A ball is projected upward at time = 0.0 s, from a point on a roof 10 m above the ground. The ball rises, then falls and strikes the ground. The initial velocity of the ball is 98.8 m/s Consider all quantities as positive in the upward direction. The average velocity of the ball, during the first 8.79s is closest to:

Homework Equations





The Attempt at a Solution



We know that our intial velocity = 98.8m/s , and out final velocity = 0m/s

they are asking for the average velocity of the ball during the first 8.79 seconds.

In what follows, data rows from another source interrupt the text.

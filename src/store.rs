//! Persistence contract for the event log and the statistics table.

use log::{info, warn};
use std::fs;
use std::io::Write;
use std::path::Path;
use tempfile::NamedTempFile;

use crate::aggregator::recompute;
use crate::error::{Error, Result};
use crate::event::EventRecord;
use crate::geocode::GeoResolver;
use crate::snapshot::SnapshotStore;
use crate::stats::StatTable;
use crate::workbook::XlsxStore;

/// What a store found on disk.
///
/// A table is `None` when its sheet (or section) does not exist, which is
/// different from an existing but empty table.
#[derive(Clone, Debug, Default)]
pub struct StoredTables {
    pub events: Option<Vec<EventRecord>>,
    pub stats: Option<StatTable>,
}

/// Durable home of the event log and the statistics table.
///
/// Both tables are always written together: `save` either replaces both or
/// leaves the previous contents untouched.
pub trait EventStore {
    /// Read both tables. `Ok(None)` means nothing has been stored yet.
    fn load(&self) -> Result<Option<StoredTables>>;

    fn save(&self, events: &[EventRecord], stats: &StatTable) -> Result<()>;

    /// Where the data lives, for messages.
    fn location(&self) -> &Path;

    /// The event log, or an empty log if nothing is stored yet.
    fn load_events(&self) -> Result<Vec<EventRecord>> {
        Ok(self
            .load()?
            .and_then(|tables| tables.events)
            .unwrap_or_default())
    }
}

/// How [`load_or_init`] had to repair the stored data, if at all.
#[derive(Clone, Copy, Debug, PartialEq, Eq)]
pub enum LoadNotice {
    /// No file existed; an empty one was written.
    Created,
    /// The Events table was missing; both tables were reset to empty.
    EventsMissing,
    /// The Stats table was missing; it was rebuilt from the events.
    StatsRebuilt,
}

#[derive(Clone, Debug, Default)]
pub struct Loaded {
    pub events: Vec<EventRecord>,
    pub stats: StatTable,
    pub notice: Option<LoadNotice>,
    /// Only meaningful when `notice` is `Created` or `StatsRebuilt`.
    pub saved: bool,
}

/// Load both tables, creating or repairing them as needed.
///
/// * missing file - empty tables are written immediately
/// * missing Events - both tables start empty (nothing is written)
/// * missing Stats - a full recompute without seed coordinates is run and saved
pub fn load_or_init<S, R>(store: &S, resolver: &mut R) -> Result<Loaded>
where
    S: EventStore + ?Sized,
    R: GeoResolver + ?Sized,
{
    match store.load()? {
        None => {
            let saved = save_logged(store, &[], &StatTable::new());
            warn!(
                "{} not found, created new file",
                store.location().display()
            );
            Ok(Loaded {
                notice: Some(LoadNotice::Created),
                saved,
                ..Loaded::default()
            })
        }
        Some(StoredTables { events: None, .. }) => {
            warn!("Events sheet not found, Stats reset");
            Ok(Loaded {
                notice: Some(LoadNotice::EventsMissing),
                ..Loaded::default()
            })
        }
        Some(StoredTables {
            events: Some(events),
            stats: None,
        }) => {
            warn!("Stats sheet not found, creating new from values in Events sheet");
            let stats = recompute(&events, None, resolver).table;
            let saved = save_logged(store, &events, &stats);
            Ok(Loaded {
                events,
                stats,
                notice: Some(LoadNotice::StatsRebuilt),
                saved,
            })
        }
        Some(StoredTables {
            events: Some(events),
            stats: Some(stats),
        }) => Ok(Loaded {
            events,
            stats,
            notice: None,
            saved: true,
        }),
    }
}

fn save_logged<S: EventStore + ?Sized>(store: &S, events: &[EventRecord], stats: &StatTable) -> bool {
    match store.save(events, stats) {
        Ok(()) => true,
        Err(e) => {
            log::error!("could not write {}: {}", store.location().display(), e);
            false
        }
    }
}

/// Open the store matching the file extension.
///
/// `.xlsx` selects the workbook store, `.gz`/`.bin` the compressed snapshot.
pub fn open_store(path: impl AsRef<Path>) -> Result<Box<dyn EventStore>> {
    let path = path.as_ref();
    let extension = path
        .extension()
        .and_then(|ext| ext.to_str())
        .map(|ext| ext.to_lowercase());

    match extension.as_deref() {
        Some("xlsx") => Ok(Box::new(XlsxStore::new(path))),
        Some("gz") | Some("bin") => Ok(Box::new(SnapshotStore::new(path))),
        _ => Err(Error::UnsupportedFile(path.to_path_buf())),
    }
}

/// Replace `path` with `bytes` in one step.
///
/// The data goes to a temporary file in the same directory which is then
/// renamed over the target, so readers never see a half-written file.
pub(crate) fn write_atomic(path: &Path, bytes: &[u8]) -> Result<()> {
    let dir = match path.parent() {
        Some(dir) if !dir.as_os_str().is_empty() => dir,
        _ => Path::new("."),
    };
    if !dir.exists() {
        fs::create_dir_all(dir)?;
    }
    let mut tmp = NamedTempFile::new_in(dir)?;
    tmp.write_all(bytes)?;
    tmp.as_file().sync_all()?;
    tmp.persist(path).map_err(|e| Error::Io(e.error))?;
    info!("wrote {}", path.display());
    Ok(())
}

So I first tested out the equations which included v0,vx, t, and g.

What I tried doing at first was I tried to find the time it took for the ball to hit the ground.

so I used the formula x=xo+(v0x)t-1/2gt^2

=10+(98.8)t+1/2(-9.8)t^2

Used the quadratic formula to solve for t and got t = 0.0493s

Since the average velocity is x2-x1/t2-t1

I tried 98.8-0/0.0493-8.79 and got -11.30.

Im so confused can someone explain to me how to get the correct answer.

Which is +56 m/s

Start with [itex]s=ut + \frac{1}{2}at^2[/itex] where s is the displacement at time t.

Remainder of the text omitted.